According to US Defense Secretary Lloyd Austin, the alliance includes Bahrain, Canada, France, Italy, England and other countries.
The United States has announced the launch of a multinational force to protect trade in the Red Sea after attacks by Yemen’s Houthi rebels forced at least a dozen shipping lines to suspend operations.
Bahrain, Canada, France, Italy, Seychelles and the United Kingdom are among the countries joining the 10-nation “multinational security effort,” US Defense Secretary Lloyd Austin said on Monday.
“Countries seeking to uphold the fundamental principle of freedom of navigation must come together to meet the challenge of this non-state actor,” Austin said in a statement, describing the attacks as an issue that “demands collective action.”
The announcement comes after the US and UK navies said over the weekend that their destroyers shot down a total of 15 drones in waterways.
Since the start of the war in Gaza, the Iran-aligned Houthis have stepped up drone and missile attacks on ships in key shipping lanes, targeting ships believed to be affiliated with Israel or the Israelis.
The rebel group said on Monday that it used naval drones to attack the Norwegian-owned Swan Atlantic and MSC Clara in a show of solidarity with Palestinians in Gaza.
In a statement, Norway’s Inventor Chemical Tankers, the owner of Swan Atlantic, said the vessel had no connection to Israel and was managed by a Singapore company.
No injuries were reported on either vessel.
A senior Houthi official and spokesman, Mohammed al-Buqaidi, told Al Jazeera on Monday that it would confront any US-led coalition in the Red Sea.
More countries are to be added
Al Jazeera’s Sarah Ghairat said the alliance could include Egypt and Jordan as additional Arab countries for shipping because they are interested in ensuring safe passage for ships.
“It is not yet clear whether they will join the fold later.
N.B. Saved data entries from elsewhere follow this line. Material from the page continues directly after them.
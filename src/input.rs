//! Line-oriented user input shared by the REPL prompt and commands that
//! read more than one line.

use async_trait::async_trait;
use std::io;
use tokio::io::{AsyncBufRead, Lines};
use tokio::sync::Mutex;

/// A source of input lines. The REPL reads its prompt through one and
/// hands the same source to commands, so no line is buffered twice.
#[async_trait]
pub trait LineSource: Send {
    /// The next line without its terminator, or `None` at end of input.
    async fn next_line(&mut self) -> io::Result<Option<String>>;
}

/// The REPL's input, locked by whoever is reading.
pub type SharedInput = Mutex<Box<dyn LineSource>>;

#[async_trait]
impl<R> LineSource for Lines<R>
where
    R: AsyncBufRead + Unpin + Send,
{
    async fn next_line(&mut self) -> io::Result<Option<String>> {
        Lines::next_line(self).await
    }
}
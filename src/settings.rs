//! Process-wide configuration, fixed at startup.

use std::fmt;
use std::time::Duration;
use tracing::warn;

use crate::consts::{DEFAULT_API_KEY, DEFAULT_ENDPOINT, DEFAULT_TIMEOUT_SECS, default_db_path};

#[derive(Clone)]
pub struct Settings {
    /// Execution service URL.
    pub endpoint: String,
    /// Shared credential sent with every request.
    pub api_key: String,
    pub timeout: Duration,
    /// SQLite path for persisted state; `":memory:"` for none.
    pub db_path: String,
}

impl Settings {
    pub fn uses_default_endpoint(&self) -> bool {
        self.endpoint == DEFAULT_ENDPOINT
    }

    pub fn uses_default_key(&self) -> bool {
        self.api_key == DEFAULT_API_KEY
    }

    pub fn is_ephemeral(&self) -> bool {
        self.db_path == ":memory:"
    }

    /// Log a warning for each development-only default still in effect.
    pub fn warn_if_insecure(&self) {
        if self.uses_default_endpoint() {
            warn!(endpoint = %self.endpoint, "using the local development endpoint");
        }
        if self.uses_default_key() {
            warn!("using the default shared key; set CODEPAD_API_KEY for a real deployment");
        }
    }
}

impl Default for Settings {
    fn default() -> Self {
        Self {
            endpoint: DEFAULT_ENDPOINT.to_string(),
            api_key: DEFAULT_API_KEY.to_string(),
            timeout: Duration::from_secs(DEFAULT_TIMEOUT_SECS),
            db_path: default_db_path().to_string_lossy().into_owned(),
        }
    }
}

impl fmt::Debug for Settings {
    fn fmt(&self, f: &mut fmt::Formatter<'_>) -> fmt::Result {
        f.debug_struct("Settings")
            .field("endpoint", &self.endpoint)
            .field("api_key", &"***")
            .field("timeout", &self.timeout)
            .field("db_path", &self.db_path)
            .finish()
    }
}
use async_trait::async_trait;
use std::io;

use super::{Command, CommandContext, CommandResult};
use crate::input::LineSource;

/// Line that ends multi-line input.
const TERMINATOR: &str = ".";

/// Reads the new source from the REPL's own input, so piped scripts work.
pub struct EditCommand;

#[async_trait]
impl Command for EditCommand {
    fn name(&self) -> &str {
        "/edit"
    }

    fn description(&self) -> &str {
        "replace the source; end input with a line containing only `.`"
    }

    async fn execute(&self, ctx: &CommandContext<'_>, _args: &str) -> CommandResult {
        println!("  enter source, finish with `{TERMINATOR}` on its own line:");
        let mut input = ctx.input.lock().await;
        let body = tokio::select! {
            body = read_until_terminator(&mut **input) => body,
            _ = tokio::signal::ctrl_c() => {
                println!("\n  edit abandoned; source unchanged");
                return CommandResult::Handled;
            }
        };

        match body {
            Ok(Some(code)) => {
                let lines = code.lines().count();
                ctx.session.set_code(code);
                println!("  ✓ source replaced ({lines} lines)");
            }
            Ok(None) => println!("  ✗ input ended before `{TERMINATOR}`; source unchanged"),
            Err(e) => eprintln!("  ✗ failed to read input: {e}"),
        }
        CommandResult::Handled
    }
}

/// Collect lines up to the terminator. `None` if input ends first.
async fn read_until_terminator(source: &mut dyn LineSource) -> io::Result<Option<String>> {
    let mut lines = Vec::new();
    while let Some(line) = source.next_line().await? {
        if line == TERMINATOR {
            return Ok(Some(lines.join("\n")));
        }
        lines.push(line);
    }
    Ok(None)
}

#[cfg(test)]
mod tests {
    use super::*;
    use crate::commands::tests::Fixture;
    use tokio::io::AsyncBufReadExt;

    async fn read(text: &'static str) -> Option<String> {
        let mut source = text.as_bytes().lines();
        read_until_terminator(&mut source).await.unwrap()
    }

    #[tokio::test]
    async fn stops_at_terminator() {
        assert_eq!(
            read("a = 1\nprint(a)\n.\nignored\n").await.as_deref(),
            Some("a = 1\nprint(a)")
        );
    }

    #[tokio::test]
    async fn eof_before_terminator_is_none() {
        assert_eq!(read("x\ny").await, None);
        assert_eq!(read("").await, None);
    }

    #[tokio::test]
    async fn indented_dot_is_content() {
        assert_eq!(read("  .\n.\n").await.as_deref(), Some("  ."));
    }

    #[tokio::test]
    async fn body_comes_from_repl_input() {
        let fx = Fixture::with_input("print(123)\n.\n/code\n");
        EditCommand.execute(&fx.ctx(), "").await;
        assert_eq!(fx.session.code(), "print(123)");
        assert_eq!(fx.session.saved_code(), "print(123)");

        // Lines after the terminator are left for the prompt.
        let next = fx.input.lock().await.next_line().await.unwrap();
        assert_eq!(next.as_deref(), Some("/code"));
    }

    #[tokio::test]
    async fn truncated_input_keeps_source() {
        let fx = Fixture::with_input("half a program\n");
        fx.session.set_code("original");
        EditCommand.execute(&fx.ctx(), "").await;
        assert_eq!(fx.session.code(), "original");
        assert_eq!(fx.session.saved_code(), "original");
    }
}
pub mod banner;
pub mod cases;
pub mod classify;
pub mod client;
pub mod commands;
pub mod consts;
pub mod events;
pub mod files;
pub mod input;
pub mod keymap;
pub mod languages;
pub mod layout;
pub mod report;
pub mod session;
pub mod settings;
pub mod spinner;
pub mod store;
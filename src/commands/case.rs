use async_trait::async_trait;

use super::{Command, CommandContext, CommandResult, parse_index};
use crate::consts::{MAX_TEST_CASES, MIN_TEST_CASES};

pub struct CaseCommand;

const USAGE: &str = "usage: /case [list | add | rm <n> | set <n> <text>]";

#[async_trait]
impl Command for CaseCommand {
    fn name(&self) -> &str {
        "/case"
    }

    fn usage(&self) -> &str {
        "[list|add|rm n|set n text]"
    }

    fn description(&self) -> &str {
        "manage test-case inputs (`\\n` in text is a newline)"
    }

    async fn execute(&self, ctx: &CommandContext<'_>, args: &str) -> CommandResult {
        let (sub, rest) = match args.split_once(char::is_whitespace) {
            Some((sub, rest)) => (sub, rest.trim_start()),
            None => (args, ""),
        };
        let session = ctx.session;

        match sub {
            "" | "list" => {}
            "add" => {
                if !session.add_test_case() {
                    println!("  ✗ at most {MAX_TEST_CASES} test cases");
                }
            }
            "rm" => match parse_index(rest) {
                Some(i) if session.remove_test_case(i) => {}
                Some(_) => println!("  ✗ no such test case, or only {MIN_TEST_CASES} left"),
                None => println!("  {USAGE}"),
            },
            "set" => {
                let (index, text) = rest.split_once(' ').unwrap_or((rest, ""));
                match parse_index(index) {
                    Some(i) if session.set_test_case(i, unescape(text)) => {}
                    Some(_) => println!("  ✗ no such test case"),
                    None => println!("  {USAGE}"),
                }
            }
            _ => {
                println!("  {USAGE}");
                return CommandResult::Handled;
            }
        }

        for (i, input) in session.test_cases().iter().enumerate() {
            let shown = if input.is_empty() {
                "(empty)".to_string()
            } else {
                input.replace('\n', "\\n")
            };
            println!("  Test Case {}: {shown}", i + 1);
        }
        CommandResult::Handled
    }
}

/// Turn the two-character sequences `\n` and `\t` into real whitespace.
fn unescape(text: &str) -> String {
    let mut out = String::with_capacity(text.len());
    let mut chars = text.chars();
    while let Some(c) = chars.next() {
        if c != '\\' {
            out.push(c);
            continue;
        }
        match chars.next() {
            Some('n') => out.push('\n'),
            Some('t') => out.push('\t'),
            Some('\\') => out.push('\\'),
            Some(other) => {
                out.push('\\');
                out.push(other);
            }
            None => out.push('\\'),
        }
    }
    out
}
//! Durable key-value storage and typed cells on top of it.
//!
//! [`KvStore`] is the raw string-keyed store. [`Persistent`] wraps one key
//! with a serde type and a default, so callers never see a missing or
//! corrupt entry.

pub mod sqlite;

use anyhow::{Context, Result};
use serde::Serialize;
use serde::de::DeserializeOwned;
use std::marker::PhantomData;
use std::sync::Arc;
use tracing::warn;

/// String-keyed durable storage. Writes are visible to the next read.
pub trait KvStore: Send + Sync {
    fn get(&self, key: &str) -> Result<Option<String>>;
    fn set(&self, key: &str, value: &str) -> Result<()>;
    fn remove(&self, key: &str) -> Result<()>;
}

/// A typed value stored under a fixed key, JSON-encoded.
pub struct Persistent<T> {
    store: Arc<dyn KvStore>,
    key: &'static str,
    _marker: PhantomData<fn() -> T>,
}

impl<T> Persistent<T>
where
    T: Serialize + DeserializeOwned,
{
    pub fn new(store: Arc<dyn KvStore>, key: &'static str) -> Self {
        Self {
            store,
            key,
            _marker: PhantomData,
        }
    }

    pub fn key(&self) -> &'static str {
        self.key
    }

    /// Read the stored value, or `default` when the key is absent, the
    /// store fails, or the stored text does not decode as `T`.
    pub fn read(&self, default: T) -> T {
        let raw = match self.store.get(self.key) {
            Ok(Some(raw)) => raw,
            Ok(None) => return default,
            Err(e) => {
                warn!(key = self.key, error = %e, "failed to read persisted value");
                return default;
            }
        };
        match serde_json::from_str(&raw) {
            Ok(value) => value,
            Err(e) => {
                warn!(key = self.key, error = %e, "discarding unreadable persisted value");
                default
            }
        }
    }

    pub fn write(&self, value: &T) -> Result<()> {
        let json = serde_json::to_string(value)
            .with_context(|| format!("failed to encode value for {}", self.key))?;
        self.store
            .set(self.key, &json)
            .with_context(|| format!("failed to persist {}", self.key))
    }

    pub fn clear(&self) -> Result<()> {
        self.store.remove(self.key)
    }
}
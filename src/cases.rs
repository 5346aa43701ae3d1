//! The ordered list of test-case inputs.

use crate::consts::{MAX_TEST_CASES, MIN_TEST_CASES};

/// Between [`MIN_TEST_CASES`] and [`MAX_TEST_CASES`] input strings.
/// Edits that would leave the range are refused and return `false`.
#[derive(Debug, Clone, PartialEq, Eq)]
pub struct TestCases {
    inputs: Vec<String>,
}

impl TestCases {
    /// One empty test case.
    pub fn new() -> Self {
        Self {
            inputs: vec![String::new()],
        }
    }

    pub fn len(&self) -> usize {
        self.inputs.len()
    }

    pub fn is_empty(&self) -> bool {
        self.inputs.is_empty()
    }

    pub fn as_slice(&self) -> &[String] {
        &self.inputs
    }

    pub fn get(&self, index: usize) -> Option<&str> {
        self.inputs.get(index).map(String::as_str)
    }

    pub fn add(&mut self) -> bool {
        if self.inputs.len() >= MAX_TEST_CASES {
            return false;
        }
        self.inputs.push(String::new());
        true
    }

    pub fn remove(&mut self, index: usize) -> bool {
        if self.inputs.len() <= MIN_TEST_CASES || index >= self.inputs.len() {
            return false;
        }
        self.inputs.remove(index);
        true
    }

    pub fn set(&mut self, index: usize, text: impl Into<String>) -> bool {
        match self.inputs.get_mut(index) {
            Some(slot) => {
                *slot = text.into();
                true
            }
            None => false,
        }
    }
}

impl Default for TestCases {
    fn default() -> Self {
        Self::new()
    }
}

#[cfg(test)]
mod tests {
    use super::*;

    #[test]
    fn starts_with_one_empty_case() {
        let cases = TestCases::new();
        assert_eq!(cases.as_slice(), [""]);
    }

    #[test]
    fn cannot_remove_last_case() {
        let mut cases = TestCases::new();
        assert!(!cases.remove(0));
        assert_eq!(cases.len(), 1);
    }

    #[test]
    fn cannot_exceed_max() {
        let mut cases = TestCases::new();
        for _ in 1..MAX_TEST_CASES {
            assert!(cases.add());
        }
        assert_eq!(cases.len(), MAX_TEST_CASES);
        assert!(!cases.add());
        assert_eq!(cases.len(), MAX_TEST_CASES);
    }

    #[test]
    fn remove_keeps_order() {
        let mut cases = TestCases::new();
        cases.add();
        cases.add();
        cases.set(0, "a");
        cases.set(1, "b");
        cases.set(2, "c");
        assert!(cases.remove(1));
        assert_eq!(cases.as_slice(), ["a", "c"]);
    }

    #[test]
    fn remove_out_of_range_is_refused() {
        let mut cases = TestCases::new();
        cases.add();
        assert!(!cases.remove(5));
        assert_eq!(cases.len(), 2);
    }

    #[test]
    fn set_replaces_in_place() {
        let mut cases = TestCases::new();
        assert!(cases.set(0, "1 2"));
        assert!(cases.set(0, "3 4"));
        assert_eq!(cases.get(0), Some("3 4"));
        assert!(!cases.set(1, "nope"));
    }
}
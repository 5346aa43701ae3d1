use std::sync::Arc;

use codepad::client::mock::StubTransport;
use codepad::client::{ExecutionClient, ExecutionOutcome, ServerReply, TransportError};
use codepad::consts::{CODE_KEY, LANGUAGE_KEY, MAX_TEST_CASES};
use codepad::files;
use codepad::languages;
use codepad::session::{RunStatus, Session};
use codepad::store::KvStore;
use codepad::store::sqlite::SqliteStore;

fn temp_store() -> (Arc<dyn KvStore>, tempfile::TempDir) {
    let dir = tempfile::tempdir().unwrap();
    let path = dir.path().join("codepad.db");
    let store = SqliteStore::open(path.to_str().unwrap()).unwrap();
    (Arc::new(store), dir)
}

fn session(store: Arc<dyn KvStore>, replies: Vec<Result<ServerReply, TransportError>>) -> Session {
    let client = ExecutionClient::new(Box::new(StubTransport::new(replies)), "test-key");
    Session::new(client, store)
}

#[test]
fn code_and_language_survive_restart() {
    let (store, _dir) = temp_store();
    {
        let s = session(store.clone(), vec![]);
        s.select_language("java").unwrap();
        s.set_code("class Main {}");
    }

    let s = session(store, vec![]);
    assert_eq!(s.language().id, "java");
    assert_eq!(s.code(), "class Main {}");
    assert_eq!(s.test_cases(), [""]);
    assert!(s.results().is_empty());
}

#[test]
fn stored_values_are_json() {
    let (store, _dir) = temp_store();
    let s = session(store.clone(), vec![]);
    s.select_language("go").unwrap();
    s.set_code("package main");

    assert_eq!(store.get(CODE_KEY).unwrap().unwrap(), "\"package main\"");
    let record: serde_json::Value =
        serde_json::from_str(&store.get(LANGUAGE_KEY).unwrap().unwrap()).unwrap();
    assert_eq!(record["id"], "go");
}

#[test]
fn corrupt_state_falls_back_to_defaults() {
    let (store, _dir) = temp_store();
    store.set(CODE_KEY, "{not json").unwrap();
    store.set(LANGUAGE_KEY, "[1, 2").unwrap();

    let s = session(store, vec![]);
    let default = languages::default_language();
    assert_eq!(s.language().id, default.id);
    assert_eq!(s.code(), default.boilerplate);
}

#[test]
fn unknown_persisted_language_resolves_to_default() {
    let (store, _dir) = temp_store();
    store
        .set(LANGUAGE_KEY, r#"{"id":"cobol","label":"COBOL"}"#)
        .unwrap();

    let s = session(store, vec![]);
    assert_eq!(s.language().id, languages::default_language().id);
}

#[test]
fn test_case_bounds_hold() {
    let (store, _dir) = temp_store();
    let s = session(store, vec![]);

    assert!(!s.remove_test_case(0));
    assert_eq!(s.test_cases().len(), 1);

    for _ in 1..MAX_TEST_CASES {
        assert!(s.add_test_case());
    }
    assert!(!s.add_test_case());
    assert_eq!(s.test_cases().len(), MAX_TEST_CASES);

    assert!(s.set_test_case(3, "42"));
    assert!(s.remove_test_case(0));
    assert_eq!(s.test_cases()[2], "42");
}

#[tokio::test]
async fn run_sends_one_input_per_case() {
    let (store, _dir) = temp_store();
    let stub = Arc::new(StubTransport::new(vec![Ok(ServerReply::ok(vec![
        "3".to_string(),
        "7".to_string(),
    ]))]));
    let client = ExecutionClient::new(Box::new(stub.clone()), "test-key");
    let s = Session::new(client, store);

    s.select_language("cpp").unwrap();
    s.set_test_case(0, "1 2");
    s.add_test_case();
    s.set_test_case(1, "3 4");

    let status = s.run().await;
    assert_eq!(
        status,
        RunStatus::Completed(ExecutionOutcome::Success {
            outputs: vec!["3".to_string(), "7".to_string()],
        })
    );

    let request = &stub.requests()[0];
    assert_eq!(request["language"], languages::find("cpp").unwrap().api_id);
    assert_eq!(request["inputs"], serde_json::json!(["1 2", "3 4"]));
    assert_eq!(request["key"], "test-key");
}

#[tokio::test]
async fn server_error_message_becomes_result() {
    let (store, _dir) = temp_store();
    let s = session(
        store,
        vec![Err(TransportError::Status {
            code: 502,
            message: None,
        })],
    );

    s.run().await;
    assert_eq!(
        s.results(),
        ["Server error: Please check the server logs for details."]
    );
}

#[tokio::test]
async fn load_then_save_round_trips_source() {
    let (store, dir) = temp_store();
    let s = session(store, vec![]);

    let source = dir.path().join("main.py");
    std::fs::write(&source, "print(input())\n").unwrap();
    let bytes = files::load_into(&s, &source).await.unwrap();
    assert_eq!(bytes, 15);
    assert_eq!(s.code(), "print(input())\n");

    let target = dir.path().join("out.py");
    let written = files::save_from(&s, target.to_str().unwrap()).await.unwrap();
    assert_eq!(std::fs::read_to_string(written).unwrap(), "print(input())\n");
}

#[tokio::test]
async fn load_missing_file_keeps_source() {
    let (store, dir) = temp_store();
    let s = session(store, vec![]);
    s.set_code("unchanged");

    let err = files::load_into(&s, &dir.path().join("nope.py"))
        .await
        .unwrap_err();
    assert!(err.to_string().contains("nope.py"));
    assert_eq!(s.code(), "unchanged");
}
Egypt and Jordan, as well as some GCC [Gulf Cooperation Council] Countries including Saudi Arabia are part of the Combined Maritime Forces and will be under the umbrella of this alliance,” Khairat said.
“Reading between the lines, it’s a very difficult situation for some of these Middle Eastern countries. “The closest you have to signing an agreement with the Houthi rebels in Yemen is Saudi Arabia,” he added.
“You have Egypt, which doesn’t want to be seen as going against the Houthis’ message on Gaza — that Israel should stop the war on the enclave.”
US Secretary of State Anthony Blinken held a call with Saudi Foreign Minister Prince Faisal bin Farhan Al Saud on Monday regarding the issue and discussed ways to avoid further conflict.
Blinken “condemned the Houthi’s continued attacks on merchant vessels in international waters in the South Red Sea and urged cooperation among all partners to maintain maritime security,” the US State Department said in a statement after the call.
Austin, who is in Israel, is scheduled to hold talks in Bahrain and Qatar on Tuesday.
Companies avoid the Red Sea
At least 12 shipping companies, including the Italo-Swiss Mediterranean Shipping Company, France’s CMA CGM and Denmark’s AP Moller-Maersk, have suspended traffic through the Red Sea due to security concerns.
On Monday, UK oil major BP became the latest company to announce that it is ditching the water.
“Due to the deteriorating security situation for shipping in the Red Sea, BP has decided to temporarily suspend all traffic through the Red Sea,” the company said in a statement.
“We will keep this precautionary suspension under constant review, subject to evolving conditions in the region.”
The Houthi attacks have effectively displaced a significant portion of global trade by forcing cargo companies to travel around Africa, imposing higher costs and delays for the delivery of energy, food and consumer goods.
About 12 percent of world trade passes through the Red Sea, which connects to the Mediterranean Sea via the Suez Canal, including 30 percent of container traffic.